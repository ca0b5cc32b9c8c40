//! Savings goal model
//!
//! A named target amount with an optional calendar deadline.

use chrono::NaiveDate;
use serde::{Deserialize, Serialize};
use std::fmt;

use super::ids::{OwnerId, SavingsGoalId};
use super::money::Money;
use super::timestamp;

/// A savings goal
#[derive(Debug, Clone, PartialEq, Serialize, Deserialize)]
#[serde(rename_all = "camelCase")]
pub struct SavingsGoal {
    /// Store identifier, absent until persisted
    #[serde(default, skip_serializing_if = "Option::is_none")]
    pub id: Option<SavingsGoalId>,

    /// Owner of the record
    #[serde(rename = "userId")]
    pub owner: OwnerId,

    /// Goal name
    #[serde(rename = "goalName")]
    pub name: String,

    /// Amount to reach
    pub target_amount: Money,

    /// Amount saved so far; may exceed the target
    #[serde(default)]
    pub current_amount: Money,

    /// Optional deadline (date only)
    #[serde(
        default,
        with = "timestamp::option_date",
        skip_serializing_if = "Option::is_none"
    )]
    pub deadline: Option<NaiveDate>,
}

impl SavingsGoal {
    /// Create a new, not yet persisted goal
    pub fn new(owner: OwnerId, name: impl Into<String>, target_amount: Money) -> Self {
        Self {
            id: None,
            owner,
            name: name.into(),
            target_amount,
            current_amount: Money::zero(),
            deadline: None,
        }
    }

    /// Builder-style current amount
    pub fn with_current(mut self, current_amount: Money) -> Self {
        self.current_amount = current_amount;
        self
    }

    /// Builder-style deadline
    pub fn with_deadline(mut self, deadline: NaiveDate) -> Self {
        self.deadline = Some(deadline);
        self
    }

    /// Validate the goal before it is written
    ///
    /// The evaluator itself accepts invalid goals; this check belongs to
    /// whoever persists them.
    pub fn validate(&self) -> Result<(), GoalValidationError> {
        if self.name.trim().is_empty() {
            return Err(GoalValidationError::EmptyName);
        }

        if !self.target_amount.is_positive() {
            return Err(GoalValidationError::NonPositiveTarget);
        }

        if self.current_amount.is_negative() {
            return Err(GoalValidationError::NegativeCurrent);
        }

        Ok(())
    }
}

impl fmt::Display for SavingsGoal {
    fn fmt(&self, f: &mut fmt::Formatter<'_>) -> fmt::Result {
        write!(f, "{} ({} / {})", self.name, self.current_amount, self.target_amount)
    }
}

/// Validation errors for savings goals
#[derive(Debug, Clone, PartialEq, Eq)]
pub enum GoalValidationError {
    EmptyName,
    NonPositiveTarget,
    NegativeCurrent,
}

impl fmt::Display for GoalValidationError {
    fn fmt(&self, f: &mut fmt::Formatter<'_>) -> fmt::Result {
        match self {
            Self::EmptyName => write!(f, "Goal name cannot be empty"),
            Self::NonPositiveTarget => write!(f, "Target amount must be greater than zero"),
            Self::NegativeCurrent => write!(f, "Current amount cannot be negative"),
        }
    }
}

impl std::error::Error for GoalValidationError {}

==============================

WORK REQUIRED –
Look through the entries above and list every line containing "goals".

SOLVED EXERCISE –
    /// The evaluator itself accepts invalid goals; this check belongs to
/// Validation errors for savings goals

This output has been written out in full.